Figure 2. Proposed model by which resident iron-handling Mɸs regulate tissue homeostasis during an insult.

(1) Parenchymal cell injury initiates intracellular transduction signals that propagate transcriptional and nontranscriptional stress signals. (2) Local tissue-resident Mɸs are recruited to the injured site. Since injured cells are more susceptible to iron-induced oxidative damage, Mɸs sequester extracellular iron to decrease iron uptake in the injured parenchymal cell. LIP has been reported to increase in response to cell injury, which may promote iron efflux and Mɸ uptake. (3) A latency period follows, in which the Mɸ retains sequestered iron, allowing for parenchymal cell restoration. This phase of Mɸ iron retention may be aided by release of inflammatory cytokines and/or IFN responses that favor an iron-loaded Mɸ (i.e., suppression of Fpn-mediated iron export).
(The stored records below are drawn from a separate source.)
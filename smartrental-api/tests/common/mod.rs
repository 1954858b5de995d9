//! Shared helpers for router-level tests
//!
//! `TestContext::without_database` builds the full router over a lazily
//! connected pool, which is enough for anything rejected before a query
//! runs. `TestContext::with_database` needs DATABASE_URL and returns None
//! when it is unset, so database tests skip themselves.

#![allow(dead_code)]

use axum::{
    body::Body,
    http::{header, Method, Request, StatusCode},
    Router,
};
use serde_json::{json, Value};
use smartrental_api::app::{build_router, AppState};
use smartrental_api::config::{ApiConfig, Config, DatabaseConfig, JwtConfig};
use smartrental_shared::auth::jwt::{create_token, Claims, TokenType};
use smartrental_shared::db::migrations::run_migrations;
use smartrental_shared::db::pool::{create_lazy_pool, create_pool, PoolConfig};
use smartrental_shared::models::user::Role;
use sqlx::PgPool;
use tower::Service as _;
use uuid::Uuid;

pub const JWT_SECRET: &str = "test-secret-key-at-least-32-bytes-long";

/// A password that satisfies the strength rules
pub const PASSWORD: &str = "Rent#2024ok";

pub struct TestContext {
    pub db: PgPool,
    pub app: Router,
}

fn test_config(database_url: &str) -> Config {
    Config {
        api: ApiConfig {
            host: "127.0.0.1".to_string(),
            port: 0,
            cors_origins: vec!["*".to_string()],
            production: false,
        },
        database: DatabaseConfig {
            url: database_url.to_string(),
            max_connections: 5,
        },
        jwt: JwtConfig {
            secret: JWT_SECRET.to_string(),
            access_ttl_minutes: 60,
            refresh_ttl_days: 7,
        },
    }
}

impl TestContext {
    pub fn without_database() -> Self {
        let config = test_config("postgresql://nobody@127.0.0.1:1/unreachable");
        let pool = create_lazy_pool(&PoolConfig {
            min_connections: 0,
            acquire_timeout_seconds: 1,
            ..config.database.pool_config()
        })
        .expect("lazy pool");

        Self {
            app: build_router(AppState::new(pool.clone(), config)),
            db: pool,
        }
    }

    pub async fn with_database() -> Option<Self> {
        let Ok(url) = std::env::var("DATABASE_URL") else {
            eprintln!("DATABASE_URL not set, skipping database test");
            return None;
        };

        let config = test_config(&url);
        let pool = create_pool(config.database.pool_config())
            .await
            .expect("Failed to create pool");
        run_migrations(&pool).await.expect("Migrations failed");

        Some(Self {
            app: build_router(AppState::new(pool.clone(), config)),
            db: pool,
        })
    }

    /// Sends a request and returns the status and the JSON body (Null if empty)
    pub async fn send(
        &self,
        method: Method,
        uri: &str,
        token: Option<&str>,
        body: Option<Value>,
    ) -> (StatusCode, Value) {
        let mut builder = Request::builder().method(method).uri(uri);

        if let Some(token) = token {
            builder = builder.header(header::AUTHORIZATION, format!("Bearer {}", token));
        }

        let request = match body {
            Some(body) => builder
                .header(header::CONTENT_TYPE, "application/json")
                .body(Body::from(body.to_string()))
                .unwrap(),
            None => builder.body(Body::empty()).unwrap(),
        };

        let response = self.app.clone().call(request).await.unwrap();
        let status = response.status();
        let bytes = axum::body::to_bytes(response.into_body(), usize::MAX)
            .await
            .unwrap();

        let json = if bytes.is_empty() {
            Value::Null
        } else {
            serde_json::from_slice(&bytes).unwrap_or_else(|_| {
                Value::String(String::from_utf8_lossy(&bytes).into_owned())
            })
        };

        (status, json)
    }

    pub async fn get(&self, uri: &str, token: Option<&str>) -> (StatusCode, Value) {
        self.send(Method::GET, uri, token, None).await
    }

    pub async fn post(&self, uri: &str, token: Option<&str>, body: Value) -> (StatusCode, Value) {
        self.send(Method::POST, uri, token, Some(body)).await
    }

    /// Registers a tenant and returns `(id, username, email)`
    pub async fn register_tenant(&self) -> (Uuid, String, String) {
        let (username, email) = unique_credentials();
        let (status, body) = self
            .post(
                "/tenant_register/",
                None,
                json!({ "username": username, "email": email, "password": PASSWORD }),
            )
            .await;
        assert_eq!(status, StatusCode::CREATED, "{}", body);

        (user_id(&body), username, email)
    }

    /// Provisions an owner through the admin endpoint and returns `(id, username, email)`
    pub async fn register_owner(&self) -> (Uuid, String, String) {
        let (username, email) = unique_credentials();
        let (status, body) = self
            .post(
                "/owner_register/",
                Some(&admin_token()),
                json!({ "username": username, "email": email, "password": PASSWORD }),
            )
            .await;
        assert_eq!(status, StatusCode::CREATED, "{}", body);

        (user_id(&body), username, email)
    }
}

pub fn unique_credentials() -> (String, String) {
    let tag = Uuid::new_v4().simple().to_string();
    (format!("user_{}", &tag[..12]), format!("{}@example.com", &tag[..12]))
}

pub fn user_id(body: &Value) -> Uuid {
    body["user"]["id"]
        .as_str()
        .and_then(|id| Uuid::parse_str(id).ok())
        .expect("response has user.id")
}

/// Access token for an arbitrary user with `role`
///
/// The auth layer trusts the role claim, so no matching row is needed.
pub fn token_for(role: Role) -> String {
    create_token(&Claims::new(Uuid::new_v4(), role, TokenType::Access), JWT_SECRET).unwrap()
}

pub fn admin_token() -> String {
    token_for(Role::Admin)
}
Parenchymal cell repair requires iron for processes such as DNA synthesis. This utilization of parenchymal intracellular iron depletes ferritin stores. (4) The Mɸ mobilizes and relinquishes iron for parenchymal cell repair. (5) An undefined termination signal communicates cell resolution and the Mɸ regresses from the site, completing the homeostatic circuit and maintaining local iron balance.